I had my second appointment for the low-dose naltrexone treatment study yesterday. I was given my first vial of pills for the next fortnight. I was told they are the placebo. I find it odd that I'm told right off the bat they are the placebo (comprised of cornstarch). As to when the real drug will be given me, it is chosen at random and I won't be told.
Of course, all my radar is on high alert for the slightest little thing out of the ordinary: a new mannerism from J., a slightly different odor to the capsules, any subtle fluctuation in any of my myriad symptoms. The test subjects have been told the placebo is identical to the drug in appearance. We were also cautioned not to open up the capsules, which makes me suspect some differences can be found upon close inspection. But in spite of the temptation to figure it out, I will play along and see what happens. If the way I'm feeling undergoes a change, I don't want it to be due to my imagination.
There were more trigger point tests, hot/cold sensitivity tests, blood pressure readings both sitting and standing, and more questionnaires to fill out. Oh, how I hate those questionnaires. I hate having to think that minutely about all my symptoms and the quality of my sleep over the previous two weeks. Those are things I'd rather ignore and get on with my day as best as I can. All of this will be repeated at every visit, to track what changes.

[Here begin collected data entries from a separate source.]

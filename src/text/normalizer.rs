//! Rule-based Vietnamese text normalization for speech synthesis.
//!
//! Expands abbreviations, dates, units and symbols into their spoken form
//! and regularizes punctuation so the synthesized reading pauses naturally.
//! The transformation is pure, never fails on arbitrary input, and is
//! idempotent: `normalize(normalize(x)) == normalize(x)`.

use once_cell::sync::Lazy;
use regex::Regex;
use unicode_normalization::UnicodeNormalization;

/// Common Vietnamese abbreviations and their spoken expansions.
///
/// Entries ending in a literal period (TP., Q., TS., ...) consume the period
/// and therefore match without a trailing word boundary.
const ABBREVIATIONS: &[(&str, &str)] = &[
    ("HĐND", "Hội đồng nhân dân"),
    ("UBND", "Ủy ban nhân dân"),
    ("UBMTTQ", "Ủy ban Mặt trận Tổ quốc"),
    ("UBMT", "Ủy ban Mặt trận"),
    ("MTTQ", "Mặt trận Tổ quốc"),
    ("TW", "Trung ương"),
    ("TƯ", "Trung ương"),
    ("BCH", "Ban chấp hành"),
    ("TP.", "Thành phố"),
    ("TP", "Thành phố"),
    ("TT.", "Thị trấn"),
    ("Q.", "Quận"),
    ("H.", "Huyện"),
    ("X.", "Xã"),
    ("P.", "Phường"),
    ("VN", "Việt Nam"),
    ("VNĐ", "Việt Nam Đồng"),
    ("CSGT", "Cảnh sát giao thông"),
    ("BHXH", "Bảo hiểm xã hội"),
    ("BHYT", "Bảo hiểm y tế"),
    ("Đ/c", "Đồng chí"),
    ("TS.", "Tiến sĩ"),
    ("ThS.", "Thạc sĩ"),
    ("BS.", "Bác sĩ"),
    ("GS.", "Giáo sư"),
    ("NSND", "Nghệ sĩ nhân dân"),
    ("NSƯT", "Nghệ sĩ ưu tú"),
    ("THPT", "Trung học phổ thông"),
    ("THCS", "Trung học cơ sở"),
    ("ĐH", "Đại học"),
    ("CĐ", "Cao đẳng"),
    ("GTVT", "Giao thông vận tải"),
    ("TN&MT", "Tài nguyên và Môi trường"),
    ("KH&ĐT", "Kế hoạch và Đầu tư"),
    ("LĐTBXH", "Lao động thương binh và xã hội"),
    ("CNTT", "Công nghệ thông tin"),
    ("GDP", "Tổng sản phẩm nội địa"),
    ("WTO", "Tổ chức thương mại thế giới"),
    ("WHO", "Tổ chức y tế thế giới"),
    ("BTC", "Ban tổ chức"),
    ("BQL", "Ban quản lý"),
    ("HTX", "Hợp tác xã"),
    ("KCN", "Khu công nghiệp"),
    ("CCN", "Cụm công nghiệp"),
    ("BĐS", "Bất động sản"),
    ("GTGT", "Giá trị gia tăng"),
    ("VAT", "Thuế giá trị gia tăng"),
];

/// Measurement units read aloud when they directly follow a number.
const UNIT_READINGS: &[(&str, &str)] = &[
    ("kwh", "ki lô oát giờ"),
    ("vnđ", "Việt Nam đồng"),
    ("usd", "đô la Mỹ"),
    ("km2", "ki lô mét vuông"),
    ("kg", "ki lô gam"),
    ("km", "ki lô mét"),
    ("cm", "xăng ti mét"),
    ("mm", "mi li mét"),
    ("ml", "mi li lít"),
    ("m2", "mét vuông"),
    ("m3", "mét khối"),
    ("ha", "héc ta"),
    ("kw", "ki lô oát"),
    ("°c", "độ C"),
    ("đ", "đồng"),
    ("g", "gam"),
    ("m", "mét"),
    ("l", "lít"),
];

/// Frequent administrative misspellings and their corrections.
const SPELLING_FIXES: &[(&str, &str)] = &[
    ("sát nhập", "sáp nhập"),
    ("chuẩn đoán", "chẩn đoán"),
    ("qui định", "quy định"),
    ("qui hoạch", "quy hoạch"),
    ("qui chế", "quy chế"),
    ("xử lí", "xử lý"),
    ("bổ xung", "bổ sung"),
];

static ABBREVIATION_PATTERNS: Lazy<Vec<(Regex, String)>> = Lazy::new(|| {
    // Longest-first so UBMTTQ wins over UBMT, TP. over TP.
    let mut entries: Vec<&(&str, &str)> = ABBREVIATIONS.iter().collect();
    entries.sort_by_key(|(abbr, _)| std::cmp::Reverse(abbr.chars().count()));

    entries
        .into_iter()
        .map(|(abbr, expansion)| {
            let escaped = regex::escape(abbr);
            // Entries ending in '.' consume the period, so no trailing
            // boundary, and the expansion gets a trailing space (TP.HCM ->
            // "Thành phố HCM"; whitespace collapse removes extras).
            // Diacritic-bearing entries stay case-sensitive: with Unicode
            // (?i), TƯ would swallow the common word "tư".
            let mut pattern = String::new();
            if abbr.is_ascii() {
                pattern.push_str("(?i)");
            }
            pattern.push_str(r"\b");
            pattern.push_str(&escaped);
            let replacement = if abbr.ends_with('.') {
                format!("{expansion} ")
            } else {
                pattern.push_str(r"\b");
                expansion.to_string()
            };
            (Regex::new(&pattern).unwrap(), replacement)
        })
        .collect()
});

static SPELLING_PATTERNS: Lazy<Vec<(Regex, &'static str)>> = Lazy::new(|| {
    SPELLING_FIXES
        .iter()
        .map(|(wrong, right)| {
            let pattern = format!(r"\b{}\b", regex::escape(wrong));
            (Regex::new(&pattern).unwrap(), *right)
        })
        .collect()
});

static UNIT_PATTERN: Lazy<Regex> = Lazy::new(|| {
    // UNIT_READINGS is ordered longest-first, so the alternation prefers
    // the longest unit (km2 before km before m).
    let alternation = UNIT_READINGS
        .iter()
        .map(|(unit, _)| regex::escape(unit))
        .collect::<Vec<_>>()
        .join("|");
    Regex::new(&format!(r"(?i)(\d)\s*({alternation})\b")).unwrap()
});

static DATE_FULL: Lazy<Regex> =
    Lazy::new(|| Regex::new(r"(?i)\b(?:ngày\s+)?(\d{1,2})/(\d{1,2})/(\d{4})\b").unwrap());
static DATE_SHORT: Lazy<Regex> =
    Lazy::new(|| Regex::new(r"(?i)\b(?:ngày\s+)?(\d{1,2})/(\d{1,2})\b").unwrap());

static PERCENT: Lazy<Regex> = Lazy::new(|| Regex::new(r"(\d)\s*%").unwrap());
static PLUS: Lazy<Regex> = Lazy::new(|| Regex::new(r"(\d)\s*\+\s*(\d)").unwrap());
static TIMES: Lazy<Regex> = Lazy::new(|| Regex::new(r"(\d)\s*[×*]\s*(\d)").unwrap());
static DIVIDE: Lazy<Regex> = Lazy::new(|| Regex::new(r"(\d)\s*÷\s*(\d)").unwrap());
static EQUALS: Lazy<Regex> = Lazy::new(|| Regex::new(r"(\d)\s*=\s*(\d)").unwrap());
static GREATER: Lazy<Regex> = Lazy::new(|| Regex::new(r"(\d)\s*>\s*(\d)").unwrap());
static LESS: Lazy<Regex> = Lazy::new(|| Regex::new(r"(\d)\s*<\s*(\d)").unwrap());

static SPACE_BEFORE_PUNCT: Lazy<Regex> = Lazy::new(|| Regex::new(r"\s+([.,!?;:])").unwrap());
// No space after sentence punctuation. Digits are excluded so decimal
// numbers (3.5 / 3,5) and runs of dots (ellipsis) survive untouched.
static MISSING_SPACE_AFTER: Lazy<Regex> =
    Lazy::new(|| Regex::new(r#"([.!?;:,])([^\s\d.!?;:,"'”’)\]…])"#).unwrap());

static DASH_BETWEEN_WORDS: Lazy<Regex> = Lazy::new(|| Regex::new(r"\s+[-–—]+\s+").unwrap());
static DASH_LINE_START: Lazy<Regex> = Lazy::new(|| Regex::new(r"(?m)^\s*[-–—]+\s*").unwrap());
static DASH_INLINE: Lazy<Regex> =
    Lazy::new(|| Regex::new(r"([^\s\d-])[-–—]([^\s\d-])").unwrap());

static LEADING_PAUSE: Lazy<Regex> = Lazy::new(|| Regex::new(r"^[\s,]+").unwrap());

const ZERO_WIDTH: &[char] = &['\u{200B}', '\u{200C}', '\u{200D}', '\u{FEFF}'];

/// Normalize raw text into its spoken form.
///
/// Applies, in order: Unicode canonicalization, digit-adjacent symbol
/// expansion, date and unit expansion, spelling fixes, abbreviation
/// expansion, punctuation spacing, dash-to-pause conversion and whitespace
/// collapsing. Each rule is idempotent when reapplied.
pub fn normalize(text: &str) -> String {
    let text = canonicalize(text);
    let text = expand_symbols(&text);
    let text = expand_dates(&text);
    let text = expand_units(&text);
    let text = fix_spelling(&text);
    let text = expand_abbreviations(&text);
    let text = normalize_punctuation(&text);
    let text = soften_dashes(&text);
    collapse_whitespace(&text)
}

fn canonicalize(text: &str) -> String {
    text.nfc().filter(|c| !ZERO_WIDTH.contains(c)).collect()
}

/// Repeatedly apply a digit-adjacent replacement until the text is stable.
/// A single `replace_all` pass misses overlaps like "1+2+3", where the
/// shared digit is consumed by the first match.
fn replace_until_stable(re: &Regex, text: String, replacement: &str) -> String {
    let mut current = text;
    loop {
        let next = re.replace_all(&current, replacement).into_owned();
        if next == current {
            return current;
        }
        current = next;
    }
}

fn expand_symbols(text: &str) -> String {
    let text = replace_until_stable(&PERCENT, text.to_string(), "${1} phần trăm");
    let text = replace_until_stable(&PLUS, text, "${1} cộng ${2}");
    let text = replace_until_stable(&TIMES, text, "${1} nhân ${2}");
    let text = replace_until_stable(&DIVIDE, text, "${1} chia ${2}");
    let text = replace_until_stable(&EQUALS, text, "${1} bằng ${2}");
    let text = replace_until_stable(&GREATER, text, "${1} lớn hơn ${2}");
    replace_until_stable(&LESS, text, "${1} nhỏ hơn ${2}")
}

fn expand_dates(text: &str) -> String {
    let text = DATE_FULL.replace_all(text, "ngày ${1} tháng ${2} năm ${3}");
    DATE_SHORT
        .replace_all(&text, "ngày ${1} tháng ${2}")
        .into_owned()
}

fn expand_units(text: &str) -> String {
    UNIT_PATTERN
        .replace_all(text, |caps: &regex::Captures| {
            let unit = caps[2].to_lowercase();
            let reading = UNIT_READINGS
                .iter()
                .find(|(u, _)| *u == unit)
                .map(|(_, r)| *r)
                .unwrap_or("");
            format!("{} {}", &caps[1], reading)
        })
        .into_owned()
}

fn fix_spelling(text: &str) -> String {
    let mut result = text.to_string();
    for (re, replacement) in SPELLING_PATTERNS.iter() {
        result = re.replace_all(&result, *replacement).into_owned();
    }
    result
}

fn expand_abbreviations(text: &str) -> String {
    let mut result = text.to_string();
    for (re, expansion) in ABBREVIATION_PATTERNS.iter() {
        result = re.replace_all(&result, expansion.as_str()).into_owned();
    }
    result
}

fn normalize_punctuation(text: &str) -> String {
    let text = SPACE_BEFORE_PUNCT.replace_all(text, "${1}");
    MISSING_SPACE_AFTER
        .replace_all(&text, "${1} ${2}")
        .into_owned()
}

/// A dash used as a list marker or word separator is read as a pause, not
/// as negation, so it becomes a comma. Dashes adjacent to digits (ranges,
/// negative numbers) are left alone; a dash opening the whole text has
/// nothing to pause after and is dropped.
fn soften_dashes(text: &str) -> String {
    let text = DASH_BETWEEN_WORDS.replace_all(text, ", ").into_owned();
    let text = DASH_LINE_START.replace_all(&text, "").into_owned();
    let text = replace_until_stable(&DASH_INLINE, text, "${1}, ${2}");
    LEADING_PAUSE.replace(&text, "").into_owned()
}

fn collapse_whitespace(text: &str) -> String {
    text.split_whitespace().collect::<Vec<_>>().join(" ")
}

/// Whether the text still carries administrative markers that warrant the
/// AI refinement pass. Checked against the normalized text, so the markers
/// are the expanded phrases.
pub fn has_administrative_markers(text: &str) -> bool {
    static ADMIN_MARKERS: Lazy<Regex> = Lazy::new(|| {
        Regex::new(
            r"(?i)(ủy ban nhân dân|hội đồng nhân dân|nghị định|thông tư|quyết định số|công văn|kính gửi|căn cứ|tờ trình)",
        )
        .unwrap()
    });
    ADMIN_MARKERS.is_match(text)
}

#[cfg(test)]
mod tests {
    use super::*;

    #[test]
    fn test_expands_ubnd() {
        let result = normalize("UBND tỉnh thông báo");
        assert!(result.contains("Ủy ban nhân dân"));
        assert!(!result.contains("UBND"));
    }

    #[test]
    fn test_longest_abbreviation_wins() {
        let result = normalize("UBMTTQ họp sáng nay");
        assert!(result.starts_with("Ủy ban Mặt trận Tổ quốc"));
    }

    #[test]
    fn test_dotted_abbreviation_consumes_period() {
        assert_eq!(normalize("TP.HCM"), "Thành phố HCM");
        assert_eq!(normalize("TS. Nam phát biểu"), "Tiến sĩ Nam phát biểu");
    }

    #[test]
    fn test_case_insensitive_ascii_abbreviations() {
        assert!(normalize("ubnd xã").contains("Ủy ban nhân dân"));
    }

    #[test]
    fn test_diacritic_abbreviations_do_not_eat_common_words() {
        // "tư" is an ordinary word; only the uppercase abbreviation expands.
        assert_eq!(normalize("tư nhân"), "tư nhân");
        assert!(normalize("TƯ Đảng").contains("Trung ương"));
    }

    #[test]
    fn test_percent_expansion() {
        assert_eq!(normalize("tăng 5% so với"), "tăng 5 phần trăm so với");
    }

    #[test]
    fn test_arithmetic_chain() {
        assert_eq!(normalize("1+2+3"), "1 cộng 2 cộng 3");
    }

    #[test]
    fn test_full_date() {
        assert_eq!(
            normalize("khai mạc 15/3/2024 tại Huế"),
            "khai mạc ngày 15 tháng 3 năm 2024 tại Huế"
        );
    }

    #[test]
    fn test_short_date_and_existing_prefix() {
        assert_eq!(normalize("ngày 2/9"), "ngày 2 tháng 9");
        assert_eq!(normalize("2/9"), "ngày 2 tháng 9");
    }

    #[test]
    fn test_unit_after_number() {
        assert_eq!(normalize("nặng 5kg"), "nặng 5 ki lô gam");
        assert_eq!(normalize("quãng đường 12 km"), "quãng đường 12 ki lô mét");
        // The unit must directly follow a digit.
        assert_eq!(normalize("đi xe kg"), "đi xe kg");
    }

    #[test]
    fn test_spelling_fixes() {
        assert_eq!(normalize("theo qui định mới"), "theo quy định mới");
        assert_eq!(normalize("sát nhập hai xã"), "sáp nhập hai xã");
    }

    #[test]
    fn test_punctuation_spacing() {
        assert_eq!(normalize("xin chào .Bạn khỏe không?"), "xin chào. Bạn khỏe không?");
        // Decimal separators stay intact.
        assert_eq!(normalize("đạt 3,5 điểm"), "đạt 3,5 điểm");
    }

    #[test]
    fn test_dash_becomes_pause() {
        assert_eq!(normalize("Hà Nội - Huế"), "Hà Nội, Huế");
        assert_eq!(normalize("- Thứ nhất: đổi mới"), "Thứ nhất: đổi mới");
        // A list dash mid-text keeps its pause as a comma.
        assert_eq!(
            normalize("cần chuẩn bị\n- hồ sơ\n- giấy tờ"),
            "cần chuẩn bị, hồ sơ, giấy tờ"
        );
        // Digit-adjacent dashes are ranges or signs, not pauses.
        assert_eq!(normalize("giai đoạn 2021-2025"), "giai đoạn 2021-2025");
    }

    #[test]
    fn test_whitespace_collapse() {
        assert_eq!(normalize("  xin   chào \n bạn "), "xin chào bạn");
    }

    #[test]
    fn test_strips_zero_width_characters() {
        assert_eq!(normalize("xin\u{200B} chào"), "xin chào");
    }

    #[test]
    fn test_idempotence() {
        let samples = [
            "UBND tỉnh thông báo",
            "TP.HCM ngày 15/3/2024, nhiệt độ 35°C - nắng nóng",
            "Giá tăng 5% lên 120000đ/kg theo qui định",
            "- Thứ nhất: HĐND họp\n- Thứ hai: UBMTTQ tổng kết",
            "1+2=3 và 10>5",
            "Đ/c Nam (BCH) phát biểu trước 200 người",
        ];
        for sample in samples {
            let once = normalize(sample);
            let twice = normalize(&once);
            assert_eq!(once, twice, "not idempotent for {sample:?}");
        }
    }

    #[test]
    fn test_never_panics_on_odd_input() {
        for input in ["", " ", "...", "---", "%%%", "///", "\u{FEFF}", "5/"] {
            let _ = normalize(input);
        }
    }

    #[test]
    fn test_administrative_markers() {
        assert!(has_administrative_markers(&normalize("UBND tỉnh ra quyết định số 15")));
        assert!(!has_administrative_markers("hôm nay trời đẹp quá"));
    }
}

I also had some blood drawn, to test for possible subsets to fibromyalgia. There was a problem at the lab, and it took J. several minutes to get it sorted out (he was almost late for his next treatment study appointment). It seems Stanford already had me in their system, which confused me because I'd never been to Stanford before. But then I realized that I'd had a sleep study done 12 years ago at the Stanford Sleep Clinic, but it was in San Francisco, so I didn't think of it as Stanford. They had me in the system, but with my old address. It took a while for the lab to get brought up to speed on that. Plus the fact that the study was paying for the labs and not me confused them a bit. I'm so glad J. stayed there till it all got sorted out.
They took 6 tubes of blood. I'm sure that's why I felt so tired later on that day. I'm glad that won't be repeated at every visit.